The Price of Freedom Is Eternal Vigilance

No-one is sure who first uttered the aphorism about freedom’s price being eternal vigilance. It might have been Voltaire; it might have been Thomas Jefferson or Tom Paine; it might have been John Philpot Curran. It matters very little who it was: it matters that the aphorism is true. Today, there is no threat to our freedom more insidious than the surveillant society.

In 1949 George Orwell’s Nineteen Eighty-Four was published. The novel depicts a dystopian world of the near future: Nineteen Eighty-Four is compulsory reading for anyone concerned about the liberty of the individual.

Superficially, you can read the novel and sigh with relief that Orwell’s totalitarian vision has, on the whole, not materialised. The Berlin wall came down, the iron curtain went up, God’s in his heaven – All’s right with the world.

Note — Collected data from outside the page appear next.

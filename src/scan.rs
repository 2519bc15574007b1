use std::{
    collections::BTreeMap,
    path::{Path, PathBuf},
};

use anyhow::Context;

use crate::{filename::parse_file_name, month::MonthYear, Result};

/// A disclosure file found on disk.
#[derive(Debug, Clone, PartialEq, Eq)]
pub struct PortfolioFile {
    pub fund: String,
    pub month: MonthYear,
    pub path: PathBuf,
}

/// Funds found in a data directory, each with its files in chronological order.
#[derive(Debug, Default)]
pub struct FundIndex {
    funds: BTreeMap<String, Vec<PortfolioFile>>,
}

impl FundIndex {
    pub fn is_empty(&self) -> bool {
        self.funds.is_empty()
    }

    pub fn fund_names(&self) -> Vec<&str> {
        self.funds.keys().map(String::as_str).collect()
    }

    pub fn files(&self, fund: &str) -> Option<&[PortfolioFile]> {
        self.funds.get(fund).map(Vec::as_slice)
    }

    pub fn months(&self, fund: &str) -> Vec<MonthYear> {
        self.files(fund)
            .map(|files| files.iter().map(|f| f.month).collect())
            .unwrap_or_default()
    }

    pub fn iter(&self) -> impl Iterator<Item = (&str, &[PortfolioFile])> {
        self.funds.iter().map(|(k, v)| (k.as_str(), v.as_slice()))
    }

    /// Adds a file; when the fund already has a file for that month, the `.xlsx` one is kept.
    fn insert(&mut self, file: PortfolioFile) {
        let files = self.funds.entry(file.fund.clone()).or_default();
        match files.binary_search_by(|f| f.month.cmp(&file.month)) {
            Ok(pos) => {
                if is_xlsx(&file.path) && !is_xlsx(&files[pos].path) {
                    files[pos] = file;
                }
            }
            Err(pos) => files.insert(pos, file),
        }
    }
}

fn is_xlsx(path: &Path) -> bool {
    path.extension()
        .and_then(|e| e.to_str())
        .is_some_and(|e| e.eq_ignore_ascii_case("xlsx"))
}

/// Maps every fund in `dir` to the months it has disclosures for.
pub fn scan_directory<P: AsRef<Path>>(dir: P) -> Result<FundIndex> {
    let dir = dir.as_ref();
    let entries = std::fs::read_dir(dir)
        .with_context(|| format!("failed to read data directory {}", dir.display()))?;

    let mut index = FundIndex::default();
    for entry in entries {
        let entry = entry?;
        let path = entry.path();
        // Follows symlinks, so linked workbooks are indexed too.
        if !path.is_file() {
            continue;
        }
        let name = entry.file_name();
        let Some(name) = name.to_str() else {
            continue;
        };
        match parse_file_name(name) {
            Some((fund, month)) => index.insert(PortfolioFile {
                fund,
                month,
                path,
            }),
            None => log::debug!("skipping {name}: not a monthly portfolio file"),
        }
    }
    Ok(index)
}

#[cfg(test)]
mod tests {
    use std::fs::File;

    use time::Month;

    use super::*;

    fn touch(dir: &Path, name: &str) {
        File::create(dir.join(name)).unwrap();
    }

    #[test]
    fn groups_and_sorts_months() {
        let dir = tempfile::tempdir().unwrap();
        touch(dir.path(), "ZN250 - Monthly Portfolio November 2024.xlsx");
        touch(dir.path(), "ZN250 - Monthly Portfolio September 2024.xlsx");
        touch(dir.path(), "ZN250 - Monthly Portfolio January 2025.xlsx");
        touch(dir.path(), "Axis Bluechip Fund - Monthly Portfolio January 2021.xlsx");
        touch(dir.path(), "notes.txt");
        touch(dir.path(), "ZN250 - Monthly Portfolio Sometime 2024.xlsx");

        let index = scan_directory(dir.path()).unwrap();
        assert_eq!(index.fund_names(), ["Axis Bluechip Fund", "ZN250"]);
        assert_eq!(
            index.months("ZN250"),
            [
                MonthYear::new(Month::September, 2024),
                MonthYear::new(Month::November, 2024),
                MonthYear::new(Month::January, 2025),
            ]
        );
        assert!(index.months("Unknown").is_empty());
    }

    #[test]
    fn prefers_xlsx_for_same_month() {
        let dir = tempfile::tempdir().unwrap();
        touch(dir.path(), "F - Monthly Portfolio May 2023.xls");
        touch(dir.path(), "F - Monthly Portfolio May 2023.xlsx");

        let index = scan_directory(dir.path()).unwrap();
        let files = index.files("F").unwrap();
        assert_eq!(files.len(), 1);
        assert!(is_xlsx(&files[0].path));
    }

    #[cfg(unix)]
    #[test]
    fn follows_symlinked_workbooks() {
        let store = tempfile::tempdir().unwrap();
        touch(store.path(), "archive.xlsx");
        let dir = tempfile::tempdir().unwrap();
        std::fs::create_dir(dir.path().join("F - Monthly Portfolio June 2023.xlsx")).unwrap();
        std::os::unix::fs::symlink(
            store.path().join("archive.xlsx"),
            dir.path().join("F - Monthly Portfolio July 2023.xlsx"),
        )
        .unwrap();

        let index = scan_directory(dir.path()).unwrap();
        assert_eq!(index.months("F"), [MonthYear::new(Month::July, 2023)]);
    }

    #[test]
    fn missing_directory_is_an_error() {
        let dir = tempfile::tempdir().unwrap();
        assert!(scan_directory(dir.path().join("absent")).is_err());
    }
}
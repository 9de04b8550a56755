//! Router for the rendezvous HTTP surface

use axum::{extract::State, routing::get, Json, Router};
use serde::Serialize;

use super::mailbox::MailboxStore;

#[derive(Debug, Serialize)]
struct MailboxSummary {
    open: usize,
}

/// Build the rendezvous router. The store is shared with every handler.
pub fn create_router(store: &MailboxStore) -> Router {
    Router::new()
        .route("/health", get(|| async { "OK" }))
        .route("/mailboxes", get(mailbox_summary))
        .with_state(store.clone())
}

async fn mailbox_summary(State(store): State<MailboxStore>) -> Json<MailboxSummary> {
    Json(MailboxSummary { open: store.len() })
}
use ratatui::style::{Color, Modifier, Style};

use super::model::Phase;

pub(super) fn phase_style(phase: Phase) -> Style {
    match phase {
        Phase::Establishing | Phase::ReceivingProgress => Style::default().fg(Color::Cyan),
        Phase::Finished => Style::default().fg(Color::Green),
        Phase::Error => Style::default().fg(Color::Red).add_modifier(Modifier::BOLD),
    }
}
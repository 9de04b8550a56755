// Submodules
mod error;
mod listener;
pub mod mailbox;
pub mod routes;
mod runtime;
pub mod shutdown;
pub mod timeout;

// Public API (what main.rs imports)
pub use error::LifecycleError;
pub use mailbox::{Mailbox, MailboxStore};
pub use runtime::{LifecycleState, ServerLifecycle, ServerOptions};
pub use shutdown::{os_signals, ShutdownSignal, StopReason, TerminationSignal};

There is a great deal more to the novel, however. A number of disturbing themes run through it, including the prescient portrayal of the surveillant society. Big Brother represents a contradiction that can be seen as a triumph of the state’s psychological manipulation. On the one hand, he is to be feared because he knows everything and you can never escape him. On the other hand, why would you wish to escape this supreme source of protection?

Big Brother Is Watching You

Panoptic surveillance derives from Jeremy Bentham’s design for a prison called the Panopticon, a circular shaped prison with a central observation tower. In the Panopticon prisoners would never know when, or if, they were being watched. Orwell’s vision was chilling enough; however, when Foucault referred to Jeremy Bentham’s never realized prison design, to allow, amongst other things, the efficient inspection and maximum surveillance of inmates, he was using it as a metaphor for the more widespread surveillant society.

Far more chilling than mere surveillance is how surveillance leads to social control: far more insidious than mere social control is how panoptic surveillance leads to self-regulation. That today we live in a surveillant society is not something that is new. Governments have always wanted to keep people under surveillance because it is an effective means of social control.

All governments, not just totalitarian ones, have an interest in social control. The difference today is the increasingly sophisticated means that are available to governments to keep people under surveillance. And the most effective surveillance is that which forces you to modify your behaviour because you might, you just can’t be sure, you just might be being watched.

We live in a surveillant society where a similar psychological manipulation takes place to that depicted by Orwell in his novel. Governments have means to collect data about the lives of individuals: and you know that. Governments may misuse the data they collect: and you should remember that. Governments argue that data collection is necessary, and used only, for your safety: Do you believe that?